- Opening Delimiter -

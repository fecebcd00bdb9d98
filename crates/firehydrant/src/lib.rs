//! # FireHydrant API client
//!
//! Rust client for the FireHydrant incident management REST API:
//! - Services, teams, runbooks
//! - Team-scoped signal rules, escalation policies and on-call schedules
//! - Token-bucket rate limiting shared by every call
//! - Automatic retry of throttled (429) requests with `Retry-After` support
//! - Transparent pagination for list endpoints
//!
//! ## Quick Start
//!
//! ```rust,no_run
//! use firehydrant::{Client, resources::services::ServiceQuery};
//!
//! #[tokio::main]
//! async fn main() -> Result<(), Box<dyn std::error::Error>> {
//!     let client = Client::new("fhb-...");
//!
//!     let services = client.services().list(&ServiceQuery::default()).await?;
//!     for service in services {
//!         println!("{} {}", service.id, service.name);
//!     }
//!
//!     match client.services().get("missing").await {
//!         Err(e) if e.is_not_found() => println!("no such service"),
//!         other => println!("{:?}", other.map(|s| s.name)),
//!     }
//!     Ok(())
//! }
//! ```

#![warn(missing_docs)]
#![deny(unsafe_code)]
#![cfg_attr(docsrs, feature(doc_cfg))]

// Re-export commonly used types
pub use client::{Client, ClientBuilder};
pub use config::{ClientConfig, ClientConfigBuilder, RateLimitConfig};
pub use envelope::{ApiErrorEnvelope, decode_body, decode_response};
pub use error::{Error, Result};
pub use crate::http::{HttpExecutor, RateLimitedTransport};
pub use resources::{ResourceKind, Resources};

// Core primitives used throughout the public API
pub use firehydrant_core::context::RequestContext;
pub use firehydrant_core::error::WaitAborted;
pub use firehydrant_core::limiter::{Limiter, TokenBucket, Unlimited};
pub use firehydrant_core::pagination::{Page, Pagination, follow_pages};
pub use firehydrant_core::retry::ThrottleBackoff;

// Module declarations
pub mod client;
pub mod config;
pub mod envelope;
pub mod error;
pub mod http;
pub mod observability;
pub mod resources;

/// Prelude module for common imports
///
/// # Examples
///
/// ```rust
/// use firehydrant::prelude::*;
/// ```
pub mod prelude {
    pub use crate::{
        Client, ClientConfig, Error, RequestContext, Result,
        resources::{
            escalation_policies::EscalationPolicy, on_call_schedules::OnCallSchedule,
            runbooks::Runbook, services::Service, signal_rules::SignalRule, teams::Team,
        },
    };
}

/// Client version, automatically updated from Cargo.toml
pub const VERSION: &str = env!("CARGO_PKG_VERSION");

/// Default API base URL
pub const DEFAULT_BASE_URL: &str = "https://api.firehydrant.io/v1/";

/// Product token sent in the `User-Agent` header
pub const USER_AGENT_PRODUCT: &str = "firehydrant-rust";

- Closing Delimiter -
- Opening Delimiter -

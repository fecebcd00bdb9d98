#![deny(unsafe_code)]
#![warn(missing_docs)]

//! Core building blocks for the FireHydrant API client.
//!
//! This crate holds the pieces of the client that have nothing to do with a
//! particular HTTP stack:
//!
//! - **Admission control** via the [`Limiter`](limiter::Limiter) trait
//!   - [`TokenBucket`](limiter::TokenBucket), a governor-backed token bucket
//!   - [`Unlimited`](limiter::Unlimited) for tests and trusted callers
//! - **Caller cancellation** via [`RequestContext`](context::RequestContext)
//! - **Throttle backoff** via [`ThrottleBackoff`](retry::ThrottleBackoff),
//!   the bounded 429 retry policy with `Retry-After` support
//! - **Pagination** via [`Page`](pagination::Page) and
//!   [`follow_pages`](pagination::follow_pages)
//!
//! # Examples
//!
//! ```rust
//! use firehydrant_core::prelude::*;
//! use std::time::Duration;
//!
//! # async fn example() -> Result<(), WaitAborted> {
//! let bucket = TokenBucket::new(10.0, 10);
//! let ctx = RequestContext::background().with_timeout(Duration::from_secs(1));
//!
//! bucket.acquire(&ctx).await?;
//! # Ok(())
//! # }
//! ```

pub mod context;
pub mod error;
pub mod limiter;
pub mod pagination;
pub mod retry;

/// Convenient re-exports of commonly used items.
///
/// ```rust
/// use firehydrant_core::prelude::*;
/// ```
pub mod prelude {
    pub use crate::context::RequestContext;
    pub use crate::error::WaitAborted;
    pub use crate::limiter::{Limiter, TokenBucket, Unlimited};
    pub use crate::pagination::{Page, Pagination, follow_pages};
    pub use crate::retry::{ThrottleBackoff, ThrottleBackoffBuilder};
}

- Closing Delimiter -

Find each line above that contains "const", and copy those lines.

pub const VERSION: &str = env!("CARGO_PKG_VERSION");
pub const DEFAULT_BASE_URL: &str = "https://api.firehydrant.io/v1/";
pub const USER_AGENT_PRODUCT: &str = "firehydrant-rust";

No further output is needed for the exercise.